[Start of Attachment]

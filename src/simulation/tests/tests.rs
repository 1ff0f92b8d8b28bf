use super::*;
use crate::collision::{detect_collisions, resolve_collisions, CollisionPair, PENETRATION_THRESHOLD};

const EPS: f32 = 1e-3;

fn body_at(id: u32, x: f32, y: f32, w: f32, h: f32, mass: f32) -> RigidBody {
    let mut body = RigidBody::new(x, y, w, h, mass);
    body.id = id;
    body
}

#[test]
fn add_body_assigns_sequential_ids() {
    let mut world = WorldCore::new();
    let a = world.add_body(RigidBody::new(0.0, 0.0, 1.0, 1.0, 1.0));
    let b = world.add_body(RigidBody::new(5.0, 0.0, 1.0, 1.0, 1.0));
    assert_eq!(a, 1);
    assert_eq!(b, 2);
    assert_eq!(world.body_count(), 2);
}

#[test]
fn detector_registers_overlap_and_clears_on_separation() {
    let mut bodies = vec![
        body_at(1, 0.0, 0.0, 1.0, 1.0, 1.0),
        body_at(2, 0.9, 0.0, 1.0, 1.0, 1.0),
    ];
    let mut registry = CollisionRegistry::new();

    let tested = detect_collisions(&bodies, &mut registry);
    assert_eq!(tested, 1);

    let info = registry
        .get(&CollisionPair::new(1, 2))
        .expect("overlapping pair should be registered");
    assert_eq!(info.normal, Vec2::new(1.0, 0.0));
    assert!((info.penetration + 0.1).abs() < EPS);

    // Moving apart clears the entry on the next pass.
    bodies[1].pos.x = 3.0;
    detect_collisions(&bodies, &mut registry);
    assert!(registry.is_empty());
}

#[test]
fn single_body_is_never_tested_against_itself() {
    let bodies = vec![body_at(1, 0.0, 0.0, 1.0, 1.0, 1.0)];
    let mut registry = CollisionRegistry::new();
    let tested = detect_collisions(&bodies, &mut registry);
    assert_eq!(tested, 0);
    assert!(registry.is_empty());
}

#[test]
fn detection_outcome_is_independent_of_enumeration_order() {
    // Same two bodies, list order reversed: the canonical pair key and the
    // first->second normal must not change.
    let forward = vec![
        body_at(1, 0.0, 0.0, 1.0, 1.0, 1.0),
        body_at(2, 0.9, 0.0, 1.0, 1.0, 1.0),
    ];
    let reversed = vec![
        body_at(2, 0.9, 0.0, 1.0, 1.0, 1.0),
        body_at(1, 0.0, 0.0, 1.0, 1.0, 1.0),
    ];

    let mut reg_forward = CollisionRegistry::new();
    let mut reg_reversed = CollisionRegistry::new();
    detect_collisions(&forward, &mut reg_forward);
    detect_collisions(&reversed, &mut reg_reversed);

    let pair = CollisionPair::new(1, 2);
    let a = reg_forward.get(&pair).expect("forward entry");
    let b = reg_reversed.get(&pair).expect("reversed entry");
    assert_eq!(a.normal, b.normal);
    assert!((a.penetration - b.penetration).abs() < EPS);
}

#[test]
fn axis_selection_picks_shallower_axis() {
    // Deep y-overlap, shallow x-overlap: the x-axis carries the contact.
    let bodies = vec![
        body_at(1, 0.0, 0.0, 1.0, 1.0, 1.0),
        body_at(2, 0.9, 0.5, 1.0, 1.0, 1.0),
    ];
    let mut registry = CollisionRegistry::new();
    detect_collisions(&bodies, &mut registry);

    let info = registry.get(&CollisionPair::new(1, 2)).expect("entry");
    assert_eq!(info.normal, Vec2::new(1.0, 0.0));
    assert!((info.penetration + 0.1).abs() < EPS);
}

#[test]
fn axis_selection_normal_points_from_first_to_second() {
    // Second body sits to the LEFT of the first: normal flips sign.
    let bodies = vec![
        body_at(1, 0.0, 0.0, 1.0, 1.0, 1.0),
        body_at(2, -0.9, 0.0, 1.0, 1.0, 1.0),
    ];
    let mut registry = CollisionRegistry::new();
    detect_collisions(&bodies, &mut registry);

    let info = registry.get(&CollisionPair::new(1, 2)).expect("entry");
    assert_eq!(info.normal, Vec2::new(-1.0, 0.0));
}

#[test]
fn axis_selection_tie_prefers_vertical() {
    // Exactly equal gaps on both axes resolve to the y-axis.
    let bodies = vec![
        body_at(1, 0.0, 0.0, 1.0, 1.0, 1.0),
        body_at(2, 0.9, 0.9, 1.0, 1.0, 1.0),
    ];
    let mut registry = CollisionRegistry::new();
    detect_collisions(&bodies, &mut registry);

    let info = registry.get(&CollisionPair::new(1, 2)).expect("entry");
    assert_eq!(info.normal, Vec2::new(0.0, 1.0));
}

#[test]
fn separating_pair_is_left_untouched() {
    let mut bodies = vec![
        body_at(1, 0.0, 0.0, 1.0, 1.0, 1.0),
        body_at(2, 0.9, 0.0, 1.0, 1.0, 1.0),
    ];
    bodies[0].velocity = Vec2::new(-1.0, 0.0);
    bodies[1].velocity = Vec2::new(1.0, 0.0);

    let mut registry = CollisionRegistry::new();
    detect_collisions(&bodies, &mut registry);
    assert_eq!(registry.len(), 1);

    let outcome = resolve_collisions(&mut bodies, &registry, 1.0 / 60.0);
    assert_eq!(outcome.impulses, 0);
    assert_eq!(bodies[0].velocity, Vec2::new(-1.0, 0.0));
    assert_eq!(bodies[1].velocity, Vec2::new(1.0, 0.0));
}

#[test]
fn static_static_overlap_is_a_noop() {
    let mut bodies = vec![
        body_at(1, 0.0, 0.0, 1.0, 1.0, 0.0),
        body_at(2, 0.5, 0.0, 1.0, 1.0, 0.0),
    ];
    let mut registry = CollisionRegistry::new();
    detect_collisions(&bodies, &mut registry);
    assert_eq!(registry.len(), 1);

    let outcome = resolve_collisions(&mut bodies, &registry, 1.0 / 60.0);
    assert_eq!(outcome.impulses, 0);
    assert_eq!(outcome.corrections, 0);
    assert_eq!(bodies[0].pos, Vec2::new(0.0, 0.0));
    assert_eq!(bodies[1].pos, Vec2::new(0.5, 0.0));
    assert_eq!(bodies[0].velocity, Vec2::zero());
    assert_eq!(bodies[1].velocity, Vec2::zero());
}

#[test]
fn elastic_head_on_collision_exchanges_velocities() {
    let mut world = WorldCore::new();
    world.set_gravity(0.0, 0.0);

    let mut left = RigidBody::new(-0.4, 0.0, 1.0, 1.0, 1.0);
    left.set_bounciness(1.0);
    left.velocity = Vec2::new(5.0, 0.0);
    let mut right = RigidBody::new(0.4, 0.0, 1.0, 1.0, 1.0);
    right.set_bounciness(1.0);
    right.velocity = Vec2::new(-5.0, 0.0);

    let a = world.add_body(left);
    let b = world.add_body(right);
    world.step();

    // Equal masses, bounciness 1: the pair's relative velocity along the
    // normal reverses with equal magnitude, i.e. the velocities swap.
    let (vax, _) = world.body_velocity(a).unwrap();
    let (vbx, _) = world.body_velocity(b).unwrap();
    assert!((vax + 5.0).abs() < EPS, "left body should bounce back, got {vax}");
    assert!((vbx - 5.0).abs() < EPS, "right body should bounce back, got {vbx}");
}

#[test]
fn falling_body_lands_on_static_floor_and_grounds() {
    let mut world = WorldCore::new();
    world.set_gravity(0.0, 0.0);

    // Floor AABB [-1, -0.1] x [1, 0], infinite mass.
    let floor = world.add_body(RigidBody::new(0.0, -0.05, 2.0, 0.1, 0.0));

    let mut falling = RigidBody::new(0.0, 0.45, 1.0, 1.0, 1.0);
    falling.set_bounciness(0.0);
    falling.velocity = Vec2::new(0.0, -5.0);
    let body = world.add_body(falling);

    world.step();

    // Vertical contact: x-overlap is the wider one, so the y-axis carries
    // the collision, and one resolve+integrate cycle kills the downward
    // velocity entirely.
    let (_, vy) = world.body_velocity(body).unwrap();
    assert!(vy >= 0.0, "body must no longer penetrate downward, got vy {vy}");
    assert!(vy.abs() < EPS);

    assert!(world.is_grounded(body));
    assert!(!world.is_grounded(floor), "the floor has nothing beneath it");
}

#[test]
fn resting_pair_penetration_converges() {
    let mut world = WorldCore::new();
    world.set_gravity(0.0, 0.0);

    world.add_body(RigidBody::new(0.0, -0.05, 2.0, 0.1, 0.0));
    let body = world.add_body(RigidBody::new(0.0, 0.45, 1.0, 1.0, 1.0));
    let pair = CollisionPair::new(1, 2);

    world.step();
    let initial = world.collisions.get(&pair).expect("resting overlap").penetration;
    assert!(initial < 0.0);

    for _ in 0..12 {
        world.step();
    }

    // Fractional correction shrinks the overlap each tick until it falls
    // under the correction threshold instead of diverging.
    let residual = world.collisions.get(&pair).expect("still touching").penetration;
    assert!(residual.abs() < initial.abs());
    assert!(residual.abs() <= PENETRATION_THRESHOLD + EPS);

    // Once under the threshold the pair is stable: no further drift.
    let before = world.body_position(body).unwrap();
    world.step();
    let after = world.body_position(body).unwrap();
    assert!((before.1 - after.1).abs() < EPS);
}

#[test]
fn static_floor_never_moves_under_load() {
    let mut world = WorldCore::new();

    let floor = world.add_body(RigidBody::new(0.0, -0.05, 4.0, 0.1, 0.0));
    let mut dropped = RigidBody::new(0.0, 1.0, 1.0, 1.0, 1.0);
    dropped.set_bounciness(0.0);
    let body = world.add_body(dropped);

    for _ in 0..120 {
        world.step();
    }

    assert_eq!(world.body_position(floor).unwrap(), (0.0, -0.05));
    assert_eq!(world.body_velocity(floor).unwrap(), (0.0, 0.0));

    // The dropped body settles on top of the floor instead of sinking through.
    let (_, y) = world.body_position(body).unwrap();
    assert!(y > 0.4 && y < 0.55, "body should rest on the floor, got y {y}");
}

#[test]
fn force_accumulator_is_consumed_exactly_once() {
    let mut world = WorldCore::new();
    world.set_gravity(0.0, 0.0);
    let body = world.add_body(RigidBody::new(0.0, 0.0, 1.0, 1.0, 2.0));

    assert!(world.apply_force(body, 12.0, 0.0));
    world.step();
    let (vx, _) = world.body_velocity(body).unwrap();
    let expected = 12.0 * 0.5 * world.fixed_timestep();
    assert!((vx - expected).abs() < EPS);

    // Second step: the force is gone, velocity stays.
    world.step();
    let (vx2, _) = world.body_velocity(body).unwrap();
    assert!((vx2 - vx).abs() < EPS);
}

#[test]
fn grounded_requires_low_vertical_speed() {
    let mut world = WorldCore::new();
    world.set_gravity(0.0, 0.0);

    world.add_body(RigidBody::new(0.0, -0.05, 2.0, 0.1, 0.0));
    let body = world.add_body(RigidBody::new(0.0, 0.5, 1.0, 1.0, 1.0));

    assert!(world.is_grounded(body));
    world.set_body_velocity(body, 0.0, 5.0);
    assert!(!world.is_grounded(body));
}

#[test]
fn grounded_requires_horizontal_overlap() {
    let mut world = WorldCore::new();
    world.add_body(RigidBody::new(0.0, -0.05, 2.0, 0.1, 0.0));
    let body = world.add_body(RigidBody::new(3.0, 0.5, 1.0, 1.0, 1.0));
    assert!(!world.is_grounded(body));
}

#[test]
fn grounded_ignores_unknown_ids() {
    let world = WorldCore::new();
    assert!(!world.is_grounded(42));
}

#[test]
fn body_accessors_reject_unknown_ids() {
    let mut world = WorldCore::new();
    assert_eq!(world.body_position(7), None);
    assert_eq!(world.body_velocity(7), None);
    assert!(!world.set_body_velocity(7, 1.0, 0.0));
    assert!(!world.apply_force(7, 1.0, 0.0));
}

#[test]
fn config_json_loads_and_round_trips() {
    let mut world = WorldCore::new();

    assert!(world.load_config_json("{not json").is_err());
    assert!(world
        .load_config_json(r#"{"fixed_timestep": 0.0}"#)
        .is_err());

    world
        .load_config_json(r#"{"gravity_y": -5.0, "grounded_tolerance": 0.25}"#)
        .expect("partial config should load with defaults");
    assert_eq!(world.gravity, Vec2::new(0.0, -5.0));
    assert_eq!(world.grounded_tol, 0.25);
    assert!(world.fixed_timestep() > 0.0);

    let json = world.config_json();
    assert!(json.contains("\"gravity_y\":-5.0"));

    let mut other = WorldCore::new();
    other.load_config_json(&json).expect("exported config must re-load");
    assert_eq!(other.gravity, world.gravity);
}

#[test]
fn fixed_timestep_setter_rejects_non_positive() {
    let mut world = WorldCore::new();
    let dt = world.fixed_timestep();
    world.set_fixed_timestep(0.0);
    assert_eq!(world.fixed_timestep(), dt);
    world.set_fixed_timestep(-1.0);
    assert_eq!(world.fixed_timestep(), dt);
    world.set_fixed_timestep(0.01);
    assert_eq!(world.fixed_timestep(), 0.01);
}

#[test]
fn perf_stats_track_step_phases() {
    let mut world = WorldCore::new();
    world.set_gravity(0.0, 0.0);
    world.enable_perf_metrics(true);

    world.add_body(RigidBody::new(0.0, 0.0, 1.0, 1.0, 1.0));
    world.add_body(RigidBody::new(0.5, 0.0, 1.0, 1.0, 1.0));
    world.add_body(RigidBody::new(9.0, 0.0, 1.0, 1.0, 1.0));
    world.step();

    let stats = world.get_perf_stats();
    assert_eq!(stats.body_count(), 3);
    assert_eq!(stats.pairs_tested(), 3);
    assert_eq!(stats.active_collisions(), 1);
    assert!(stats.step_ms() >= 0.0);
}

[End of Attachment]

• _WHAT IS NEEDED_
Say only how many lines among the entries above contain the string "residual".

• _RESULT BELOW_
3